Introduction: the Two Fundamental Problems of Inference

When trying to estimate the effect of a program on an outcome, we face two very important and difficult problems: the Fundamental Problem of Causal Inference (FPCI) and the Fundamental Problem of Statistical Inference (FPSI).

In its most basic form, the FPCI states that our causal parameter of interest (\(TT\), short for Treatment on the Treated, that we will define shortly) is fundamentally unobservable, even when the sample size is infinite. The main reason for that is that one component of \(TT\), the outcome of the treated had they not received the program, remains unobservable. We call this outcome a counterfactual outcome. The FPCI is a very dispiriting result, and is actually the basis for all of the statistical methods of causal inference. All of these methods try to find ways to estimate the counterfactual by using observable quantities that hopefully approximate it as well as possible. Most people, including us but also policymakers, generally rely on intuitive quantities in order to generate the counterfactual (the individuals without the program or the individuals before the program was implemented). Unfortunately, these approximations are generally very crude, and the resulting estimators of \(TT\) are generally biased, sometimes severely.

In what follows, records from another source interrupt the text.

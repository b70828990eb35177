//! End-to-end redirect behavior of the HTTP endpoints.

mod common;

use axum::http::StatusCode;
use serde_json::Value;

use common::{SITE, TestHarness, identity_token, location, sign};

fn page(path: &str) -> String {
    format!("{SITE}{path}")
}

// ============================================================================
// Health
// ============================================================================

#[tokio::test]
async fn test_health() {
    let harness = TestHarness::new().await;

    let response = harness.server.get("/health").await;
    response.assert_status_ok();

    let body: Value = response.json();
    assert_eq!(body["status"], "healthy");
    assert_eq!(body["store"], "custom");
}

// ============================================================================
// Checkout
// ============================================================================

#[tokio::test]
async fn test_checkout_redirects_to_hosted_page() {
    let harness = TestHarness::new().await;

    let response = harness
        .server
        .get("/create-checkout-session/pro_monthly/alice")
        .await;

    response.assert_status(StatusCode::FOUND);
    assert_eq!(location(&response), "https://checkout.stripe.test/pay/cs_test_1");

    let checkouts = harness.gateway.checkouts().await;
    assert_eq!(checkouts.len(), 1);
    assert_eq!(checkouts[0].price_id, "price_pro");
    assert_eq!(checkouts[0].requester, "alice");
    assert!(
        checkouts[0]
            .success_url
            .starts_with("https://api.example.com/create-api-key/{CHECKOUT_SESSION_ID}/")
    );
}

#[tokio::test]
async fn test_checkout_unknown_plan() {
    let harness = TestHarness::new().await;

    let response = harness
        .server
        .get("/create-checkout-session/enterprise/alice")
        .await;

    response.assert_status(StatusCode::FOUND);
    assert_eq!(location(&response), page("/cancel"));
    assert!(harness.gateway.checkouts().await.is_empty());
}

#[tokio::test]
async fn test_checkout_gateway_failure() {
    let harness = TestHarness::new().await;
    harness.gateway.fail_checkout().await;

    let response = harness
        .server
        .get("/create-checkout-session/pro_monthly/alice")
        .await;

    response.assert_status(StatusCode::FOUND);
    assert_eq!(location(&response), page("/cancel"));
}

// ============================================================================
// Confirmation
// ============================================================================

#[tokio::test]
async fn test_confirm_issues_once() {
    let harness = TestHarness::new().await;
    let (session_id, token) = harness.checkout("alice").await;
    harness.gateway.pay(&session_id, "cus_1").await;

    let first = harness
        .server
        .get(&format!("/create-api-key/{session_id}/{token}"))
        .await;
    first.assert_status(StatusCode::FOUND);
    assert_eq!(location(&first), page("/thanks_upgrade"));
    assert_eq!(harness.registry.issued_count().await, 1);
    assert_eq!(harness.store.credential_count().await, 1);

    let replay = harness
        .server
        .get(&format!("/create-api-key/{session_id}/{token}"))
        .await;
    replay.assert_status(StatusCode::FOUND);
    assert_eq!(location(&replay), page("/canceled_upgrade"));
    assert_eq!(harness.registry.issued_count().await, 1);
}

#[tokio::test]
async fn test_confirm_unpaid() {
    let harness = TestHarness::new().await;
    let (session_id, token) = harness.checkout("alice").await;

    let response = harness
        .server
        .get(&format!("/create-api-key/{session_id}/{token}"))
        .await;

    response.assert_status(StatusCode::FOUND);
    assert_eq!(location(&response), page("/canceled_upgrade"));
    assert_eq!(harness.registry.issued_count().await, 0);
}

#[tokio::test]
async fn test_confirm_wrong_token() {
    let harness = TestHarness::new().await;
    let (session_id, _) = harness.checkout("alice").await;
    harness.gateway.pay(&session_id, "cus_1").await;

    let forged = "0".repeat(64);
    let response = harness
        .server
        .get(&format!("/create-api-key/{session_id}/{forged}"))
        .await;

    assert_eq!(location(&response), page("/canceled_upgrade"));
    assert_eq!(harness.registry.issued_count().await, 0);
}

#[tokio::test]
async fn test_confirm_malformed_token() {
    let harness = TestHarness::new().await;
    let (session_id, _) = harness.checkout("alice").await;
    harness.gateway.pay(&session_id, "cus_1").await;

    let response = harness
        .server
        .get(&format!("/create-api-key/{session_id}/tok_xyz"))
        .await;

    assert_eq!(location(&response), page("/cancel"));
    assert_eq!(harness.registry.issued_count().await, 0);
}

#[tokio::test]
async fn test_confirm_token_from_other_session() {
    let harness = TestHarness::new().await;
    let (alice_session, alice_token) = harness.checkout("alice").await;
    let (bob_session, _) = harness.checkout("bob").await;
    harness.gateway.pay(&alice_session, "cus_a").await;
    harness.gateway.pay(&bob_session, "cus_b").await;

    let response = harness
        .server
        .get(&format!("/create-api-key/{bob_session}/{alice_token}"))
        .await;

    assert_eq!(location(&response), page("/canceled_upgrade"));
    assert_eq!(harness.registry.issued_count().await, 0);
}

// ============================================================================
// Billing Portal
// ============================================================================

#[tokio::test]
async fn test_portal_requires_token() {
    let harness = TestHarness::new().await;
    let session_id = harness.purchase("alice", "cus_1").await;

    let response = harness
        .server
        .get(&format!("/create-billing-portal/{session_id}"))
        .await;

    response.assert_status(StatusCode::UNAUTHORIZED);
    let body: Value = response.json();
    assert_eq!(body["code"], "MISSING_TOKEN");
    assert!(harness.gateway.portal_calls().await.is_empty());
}

#[tokio::test]
async fn test_portal_rejects_bad_signature() {
    let harness = TestHarness::new().await;
    let session_id = harness.purchase("alice", "cus_1").await;

    let response = harness
        .server
        .get(&format!("/create-billing-portal/{session_id}"))
        .authorization_bearer(sign("not-the-secret", "alice"))
        .await;

    response.assert_status(StatusCode::UNAUTHORIZED);
    let body: Value = response.json();
    assert_eq!(body["code"], "INVALID_TOKEN");
}

#[tokio::test]
async fn test_portal_for_owner() {
    let harness = TestHarness::new().await;
    let session_id = harness.purchase("alice", "cus_1").await;

    let response = harness
        .server
        .get(&format!("/create-billing-portal/{session_id}"))
        .authorization_bearer(identity_token("alice"))
        .await;

    response.assert_status(StatusCode::FOUND);
    assert_eq!(location(&response), "https://billing.stripe.test/session/cus_1");
    assert_eq!(
        harness.gateway.portal_calls().await,
        vec![("cus_1".to_string(), page("/thanks_upgrade"))]
    );
}

#[tokio::test]
async fn test_portal_for_other_user() {
    let harness = TestHarness::new().await;
    let session_id = harness.purchase("alice", "cus_1").await;

    let response = harness
        .server
        .get(&format!("/create-billing-portal/{session_id}"))
        .authorization_bearer(identity_token("mallory"))
        .await;

    response.assert_status(StatusCode::FOUND);
    assert_eq!(location(&response), page("/cancel"));
    assert!(harness.gateway.portal_calls().await.is_empty());
}

#[tokio::test]
async fn test_portal_unpaid_session() {
    let harness = TestHarness::new().await;
    let (session_id, _) = harness.checkout("alice").await;

    let response = harness
        .server
        .get(&format!("/create-billing-portal/{session_id}"))
        .authorization_bearer(identity_token("alice"))
        .await;

    response.assert_status(StatusCode::FOUND);
    assert_eq!(location(&response), page("/cancel"));
    assert!(harness.gateway.portal_calls().await.is_empty());
}
//! paygate HTTP server
//!
//! Thin axum layer over `paygate-payments`: three redirect endpoints and a
//! health check.

pub mod auth;
pub mod config;
pub mod handlers;
pub mod state;

use axum::{BoxError, Router, error_handling::HandleErrorLayer, routing::get};
use tower::{ServiceBuilder, timeout::TimeoutLayer};
use tower_http::{
    cors::{Any, CorsLayer},
    trace::TraceLayer,
};

use paygate_payments::{CONFIRM_PATH, Redirect};

pub use auth::{AuthConfig, AuthenticatedIdentity};
pub use config::{ConfigError, PaygateConfig};
pub use state::AppState;

use crate::handlers::{
    Found, create_api_key, create_billing_portal, create_checkout_session, health_check,
};

/// Answer a request that hit the deadline or failed in a layer.
///
/// Issuance already past its claim keeps running on its own task.
async fn redirect_on_layer_error(fallback: String, err: BoxError) -> Found {
    if err.is::<tower::timeout::error::Elapsed>() {
        tracing::error!("Request deadline exceeded");
    } else {
        tracing::error!(error = %err, "Request failed in middleware");
    }
    Found(Redirect::to(fallback))
}

/// Build the router with all routes and layers.
pub fn create_router(state: AppState) -> Router {
    let request_deadline = state.issuance.config().request_deadline();
    let fallback = state.redirects.generic_cancel.clone();

    let cors = CorsLayer::new()
        .allow_origin(Any)
        .allow_methods(Any)
        .allow_headers(Any);

    Router::new()
        .route("/health", get(health_check))
        .route(
            "/create-checkout-session/{lookup_key}/{user_name}",
            get(create_checkout_session),
        )
        .route(
            &format!("{CONFIRM_PATH}/{{session_id}}/{{one_time_key}}"),
            get(create_api_key),
        )
        .route("/create-billing-portal/{session_id}", get(create_billing_portal))
        .layer(
            ServiceBuilder::new()
                .layer(TraceLayer::new_for_http())
                .layer(cors)
                .layer(HandleErrorLayer::new(move |err: BoxError| {
                    redirect_on_layer_error(fallback.clone(), err)
                }))
                .layer(TimeoutLayer::new(request_deadline)),
        )
        .with_state(state)
}

#[cfg(test)]
mod tests {
    use axum::http::{StatusCode, header};
    use axum::response::IntoResponse;

    use super::*;

    #[tokio::test]
    async fn test_deadline_becomes_cancel_redirect() {
        let elapsed: BoxError = Box::new(tower::timeout::error::Elapsed::new());
        let response = redirect_on_layer_error("https://example.com/cancel".into(), elapsed)
            .await
            .into_response();

        assert_eq!(response.status(), StatusCode::FOUND);
        assert_eq!(
            response.headers()[header::LOCATION],
            "https://example.com/cancel"
        );
    }
}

The Fundamental Problem of Statistical Inference (FPSI) states that, even if we have an estimator \(E\) that identifies \(TT\) in the population, we cannot observe \(E\) because we only have access to a finite sample of the population. The only thing that we can form from the sample is a sample equivalent \(\hat{E}\) to the population quantity \(E\), and \(\hat{E}\neq E\). Why is \(\hat{E}\neq E\)? Because a finite sample is never perfectly representative of the population. What can we do to deal with the FPSI? I am going to argue that there are mainly two things that we might want to do: estimating the extent of sampling noise and decreasing sampling noise.